Pagan societies promoted human sacrifice, promoted the devaluation of women (one of the "curses" of the Fall), discarded unwanted infants and the sick and elderly. All this was reversed by the influence of Jesus Christ. There are former cannibals who thank Jesus Christ that He changed their culture (one stood up in the audience at a debate with atheist Christopher Hitchens -- it's on You Tube somewhere). Christianity inspired the salvaging of infants exposed to die, promoted the care of the sick and elderly. Christians took in abandoned children, built orphanages, built hospitals, and also promoted science because of its coherent view of a law-giving Creator God, which is far from the pagan gods. Pagan science could only go so far before it would break down in chaotic speculations, it took the Biblical God to inspire productive empirical science.

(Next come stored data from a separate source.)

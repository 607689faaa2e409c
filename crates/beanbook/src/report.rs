//! Balance report sink over a finished ledger state.

use anyhow::Result;
use beanbook_ledger::LedgerState;
use rust_decimal::Decimal;
use std::collections::BTreeMap;
use std::io::Write;

/// Print the flat balance listing: one row per (account, commodity) pair,
/// accounts alphabetical, commodities alphabetical within an account.
///
/// Accounts that were opened but never touched get a zero row in the first
/// operating currency, when one is declared. `filter` restricts the
/// listing to accounts whose name contains the substring.
pub fn print_balances<W: Write>(
    state: &LedgerState,
    operating_currencies: &[String],
    filter: Option<&str>,
    writer: &mut W,
) -> std::io::Result<()> {
    let mut rows: Vec<(&str, &str, Decimal)> = Vec::new();
    let mut accounts: Vec<&String> = state.accounts.keys().collect();
    accounts.sort();

    for account in accounts {
        if filter.is_some_and(|needle| !account.contains(needle)) {
            continue;
        }
        let mut entries: Vec<(&String, Decimal)> = state
            .balances
            .get(account)
            .into_iter()
            .flatten()
            .map(|(currency, number)| (currency, *number))
            .collect();
        entries.sort_by_key(|(currency, _)| currency.clone());

        if entries.is_empty() {
            if let Some(first) = operating_currencies.first() {
                rows.push((account, first, Decimal::ZERO));
            }
        } else {
            for (currency, number) in entries {
                rows.push((account, currency, number));
            }
        }
    }

    let width = rows.iter().map(|(account, _, _)| account.len()).max().unwrap_or(0);
    for (account, currency, number) in rows {
        writeln!(writer, "{account:<width$}  {number} {currency}")?;
    }
    Ok(())
}

/// Serialize the balances map as pretty-printed JSON.
pub fn print_balances_json<W: Write>(state: &LedgerState, writer: &mut W) -> Result<()> {
    let balances: BTreeMap<&String, BTreeMap<&String, Decimal>> = state
        .balances
        .iter()
        .map(|(account, by_currency)| {
            (
                account,
                by_currency
                    .iter()
                    .map(|(currency, number)| (currency, *number))
                    .collect(),
            )
        })
        .collect();
    serde_json::to_writer_pretty(&mut *writer, &balances)?;
    writeln!(writer)?;
    Ok(())
}

/// Print the closing summary line.
pub fn print_summary<W: Write>(errors: usize, writer: &mut W) -> std::io::Result<()> {
    if errors == 0 {
        writeln!(writer, "\x1b[32m\u{2713}\x1b[0m No errors found")?;
    } else {
        let error_text = if errors == 1 { "error" } else { "errors" };
        writeln!(writer, "\x1b[31m\u{2717}\x1b[0m {errors} {error_text}")?;
    }
    Ok(())
}

#[cfg(test)]
mod tests {
    use super::*;
    use beanbook_core::{Amount, Directive, Open, Posting, Transaction};
    use beanbook_ledger::evaluate;
    use beanbook_core::NaiveDate;
    use rust_decimal_macros::dec;

    fn date(year: i32, month: u32, day: u32) -> NaiveDate {
        NaiveDate::from_ymd_opt(year, month, day).unwrap()
    }

    fn sample_state() -> LedgerState {
        let directives = vec![
            Directive::Open(Open::new(date(2024, 1, 1), "Assets:Bank")),
            Directive::Open(Open::new(date(2024, 1, 1), "Income:Job")),
            Directive::Open(Open::new(date(2024, 1, 1), "Equity:Opening-Balances")),
            Directive::Transaction(
                Transaction::new(date(2024, 1, 2), "salary")
                    .with_posting(Posting::new("Assets:Bank", Amount::new(dec!(79.50), "EUR")))
                    .with_posting(Posting::blank("Income:Job")),
            ),
        ];
        let evaluation = evaluate(&directives);
        assert!(evaluation.errors.is_empty());
        evaluation.state
    }

    fn render(state: &LedgerState, operating: &[String], filter: Option<&str>) -> String {
        let mut out = Vec::new();
        print_balances(state, operating, filter, &mut out).unwrap();
        String::from_utf8(out).unwrap()
    }

    #[test]
    fn test_print_balances_sorted_with_zero_rows() {
        let output = render(&sample_state(), &["EUR".to_string()], None);
        let lines: Vec<&str> = output.lines().collect();
        assert_eq!(lines.len(), 3);
        assert!(lines[0].starts_with("Assets:Bank"));
        assert!(lines[0].ends_with("79.50 EUR"));
        assert!(lines[1].starts_with("Equity:Opening-Balances"));
        assert!(lines[1].ends_with("0 EUR"));
        assert!(lines[2].starts_with("Income:Job"));
        assert!(lines[2].ends_with("-79.50 EUR"));
    }

    #[test]
    fn test_print_balances_filter() {
        let output = render(&sample_state(), &[], Some("Income"));
        let lines: Vec<&str> = output.lines().collect();
        assert_eq!(lines.len(), 1);
        assert!(lines[0].starts_with("Income:Job"));
    }

    #[test]
    fn test_print_balances_untouched_account_hidden_without_operating_currency() {
        let output = render(&sample_state(), &[], None);
        assert!(!output.contains("Equity:Opening-Balances"));
    }

    #[test]
    fn test_print_balances_json() {
        let mut out = Vec::new();
        print_balances_json(&sample_state(), &mut out).unwrap();
        let value: serde_json::Value = serde_json::from_slice(&out).unwrap();
        assert_eq!(value["Assets:Bank"]["EUR"], serde_json::json!("79.50"));
    }

    #[test]
    fn test_print_summary() {
        let mut out = Vec::new();
        print_summary(0, &mut out).unwrap();
        assert!(String::from_utf8(out).unwrap().contains("No errors found"));

        let mut out = Vec::new();
        print_summary(2, &mut out).unwrap();
        assert!(String::from_utf8(out).unwrap().contains("2 errors"));
    }
}
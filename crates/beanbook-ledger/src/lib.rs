//! Stateful directive evaluator.
//!
//! This crate walks a chronologically sorted directive stream and applies
//! each directive to a single mutable [`LedgerState`], enforcing the
//! accounting invariants: accounts are open when used, commodities respect
//! per-account allowed sets, transactions balance per effective commodity,
//! and balance assertions hold (consuming a pending pad when they would
//! not).
//!
//! Apply errors are not fatal: each failing directive leaves the state
//! untouched, contributes one [`EvalError`] annotated with `file:line`,
//! and evaluation continues.
//!
//! # Example
//!
//! ```
//! use beanbook_core::{Amount, Directive, Open, Posting, Transaction};
//! use beanbook_ledger::evaluate;
//! use chrono::NaiveDate;
//! use rust_decimal_macros::dec;
//!
//! let day1 = NaiveDate::from_ymd_opt(2024, 1, 1).unwrap();
//! let day2 = NaiveDate::from_ymd_opt(2024, 1, 2).unwrap();
//! let directives = vec![
//!     Directive::Open(Open::new(day1, "Assets:Bank")),
//!     Directive::Open(Open::new(day1, "Income:Job")),
//!     Directive::Transaction(
//!         Transaction::new(day2, "Salary")
//!             .with_posting(Posting::new("Assets:Bank", Amount::new(dec!(100.00), "EUR")))
//!             .with_posting(Posting::blank("Income:Job")),
//!     ),
//! ];
//!
//! let result = evaluate(&directives);
//! assert!(result.errors.is_empty());
//! assert_eq!(result.state.balance("Assets:Bank", "EUR"), dec!(100.00));
//! ```

#![forbid(unsafe_code)]
#![warn(missing_docs)]

mod apply;
mod error;
mod state;

pub use error::{EvalError, EvalErrorKind};
pub use state::{Account, LedgerState, PricePoint};

use beanbook_core::Directive;

/// The final state plus every error the walk collected.
#[derive(Debug, Default)]
pub struct Evaluation {
    /// The accumulated ledger state.
    pub state: LedgerState,
    /// Semantic errors, in application order.
    pub errors: Vec<EvalError>,
}

/// Apply every directive, in the order given, to a fresh state.
///
/// The caller is expected to hand over the stream already sorted by
/// (date, same-day priority); the loader does this.
#[must_use]
pub fn evaluate(directives: &[Directive]) -> Evaluation {
    let mut evaluation = Evaluation::default();
    for directive in directives {
        if let Err(kind) = apply::apply_directive(&mut evaluation.state, directive) {
            evaluation.errors.push(EvalError::new(
                kind,
                directive.date(),
                directive.origin().clone(),
            ));
        }
    }
    evaluation
}
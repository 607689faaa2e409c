//! Subcommand implementations.

pub mod balances;
pub mod check;

use anyhow::{Context, Result};
use beanbook_ledger::Evaluation;
use beanbook_loader::{LoadResult, Loader};
use std::path::Path;
use tracing::debug;

/// Load and evaluate a ledger file.
pub fn load_and_evaluate(file: &Path) -> Result<(LoadResult, Evaluation)> {
    let mut loader = Loader::new();
    let loaded = loader
        .load(file)
        .with_context(|| format!("failed to load {}", file.display()))?;
    debug!(
        directives = loaded.directives.len(),
        errors = loaded.errors.len(),
        "loaded ledger"
    );

    let evaluation = beanbook_ledger::evaluate(&loaded.directives);
    debug!(errors = evaluation.errors.len(), "evaluated ledger");
    Ok((loaded, evaluation))
}
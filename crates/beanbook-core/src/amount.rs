//! Amount type representing a decimal number with a currency.
//!
//! An [`Amount`] is the fundamental unit of value in the ledger, pairing an
//! exact decimal with a commodity name. All arithmetic is exact; there is no
//! binary floating point anywhere in the pipeline.

use rust_decimal::Decimal;
use serde::{Deserialize, Serialize};
use std::fmt;
use std::ops::{Add, AddAssign, Neg, Sub, SubAssign};

/// A quantity paired with a currency.
///
/// # Examples
///
/// ```
/// use beanbook_core::Amount;
/// use rust_decimal_macros::dec;
///
/// let amount = Amount::new(dec!(100.00), "USD");
/// assert_eq!(amount.number, dec!(100.00));
/// assert_eq!(amount.currency, "USD");
///
/// let other = Amount::new(dec!(50.00), "USD");
/// let sum = &amount + &other;
/// assert_eq!(sum.number, dec!(150.00));
/// ```
#[derive(Debug, Clone, PartialEq, Eq, Hash, Serialize, Deserialize)]
pub struct Amount {
    /// The decimal quantity
    pub number: Decimal,
    /// The currency code (e.g., "USD", "EUR", "BOTTLE_CAP")
    pub currency: String,
}

impl Amount {
    /// Create a new amount.
    #[must_use]
    pub fn new(number: Decimal, currency: impl Into<String>) -> Self {
        Self {
            number,
            currency: currency.into(),
        }
    }

    /// Create a zero amount with the given currency.
    #[must_use]
    pub fn zero(currency: impl Into<String>) -> Self {
        Self {
            number: Decimal::ZERO,
            currency: currency.into(),
        }
    }

    /// Check if the amount is zero.
    #[must_use]
    pub const fn is_zero(&self) -> bool {
        self.number.is_zero()
    }

    /// Get the absolute value of this amount.
    #[must_use]
    pub fn abs(&self) -> Self {
        Self {
            number: self.number.abs(),
            currency: self.currency.clone(),
        }
    }
}

impl fmt::Display for Amount {
    fn fmt(&self, f: &mut fmt::Formatter<'_>) -> fmt::Result {
        write!(f, "{} {}", self.number, self.currency)
    }
}

// Arithmetic operations on references

impl Add for &Amount {
    type Output = Amount;

    fn add(self, other: &Amount) -> Amount {
        debug_assert_eq!(
            self.currency, other.currency,
            "Cannot add amounts with different currencies"
        );
        Amount {
            number: self.number + other.number,
            currency: self.currency.clone(),
        }
    }
}

impl Sub for &Amount {
    type Output = Amount;

    fn sub(self, other: &Amount) -> Amount {
        debug_assert_eq!(
            self.currency, other.currency,
            "Cannot subtract amounts with different currencies"
        );
        Amount {
            number: self.number - other.number,
            currency: self.currency.clone(),
        }
    }
}

impl Neg for &Amount {
    type Output = Amount;

    fn neg(self) -> Amount {
        Amount {
            number: -self.number,
            currency: self.currency.clone(),
        }
    }
}

// Arithmetic operations on owned values

impl Add for Amount {
    type Output = Self;

    fn add(self, other: Self) -> Self {
        &self + &other
    }
}

impl Sub for Amount {
    type Output = Self;

    fn sub(self, other: Self) -> Self {
        &self - &other
    }
}

impl Neg for Amount {
    type Output = Self;

    fn neg(self) -> Self {
        -&self
    }
}

impl AddAssign<&Self> for Amount {
    fn add_assign(&mut self, other: &Self) {
        debug_assert_eq!(
            self.currency, other.currency,
            "Cannot add amounts with different currencies"
        );
        self.number += other.number;
    }
}

impl SubAssign<&Self> for Amount {
    fn sub_assign(&mut self, other: &Self) {
        debug_assert_eq!(
            self.currency, other.currency,
            "Cannot subtract amounts with different currencies"
        );
        self.number -= other.number;
    }
}
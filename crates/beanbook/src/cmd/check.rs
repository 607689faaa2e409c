//! Implementation of the `check` command.

use anyhow::Result;
use clap::Args as ClapArgs;
use std::io::{self, Write};
use std::path::PathBuf;
use std::process::ExitCode;

use crate::report;

/// Validate a ledger file and report errors.
#[derive(ClapArgs, Debug)]
pub struct Args {
    /// The ledger file to check
    #[arg(value_name = "FILE")]
    pub file: PathBuf,

    /// Suppress all output (just use the exit code)
    #[arg(short, long)]
    pub quiet: bool,
}

/// Run the check command.
pub fn run(args: &Args) -> Result<ExitCode> {
    let (loaded, evaluation) = super::load_and_evaluate(&args.file)?;
    let error_count = loaded.errors.len() + evaluation.errors.len();

    if !args.quiet {
        let mut stdout = io::stdout().lock();
        for error in &loaded.errors {
            writeln!(stdout, "error: {error}")?;
        }
        for error in &evaluation.errors {
            writeln!(stdout, "error: {error}")?;
        }
        report::print_summary(error_count, &mut stdout)?;
    }

    if error_count > 0 {
        Ok(ExitCode::from(1))
    } else {
        Ok(ExitCode::SUCCESS)
    }
}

And on and on and on. Society in the West was gradually changed over the centuries by Christians. Not everybody believed the gospel, but society was changed for the better anyway. We are now reverting to paganism again with our devaluation of life as expressed in the theory of evolution in general (yes it DOES devalue life and reverse all the moral gains of the last twenty centuries), as expressed in abortion which is a callous devaluation of human life in the name of materialist science (it's just a bunch of meaningless tissue), with our devaluation of marriage (at least partly a result of the now-embedded notion that we are "just animals"), which leads to chaos, poverty and insecurity. The increase in the influence of pagan religions in the West over the last half century is all part of this degeneration from our Christian cultural foundations.
It is the church's job to oppose these things.
I think if we are not succeeding at these efforts any more this is simply a sign of the deterioration of the church itself, the growing apostasy in various branches of the church, even compromises that have crept into the best of the churches and even into the minds of Christians who are attempting to be the salt and light (if you feel you have to compromise with science to the extent of inserting a few million years between a couple of verses in Genesis, accepting the idea of suffering and death before the Bible says Adam and Eve's disobedience brought it into the world, you've already lost the moral high ground).
It's not the fault of the attempt to change the culture in itself in other words, it's the fault of the churches that we have lost the supernatural power to do that work OR effectively preach the gospel, either one.
Which is why revival is so desperately needed, as I've argued on my other blogs.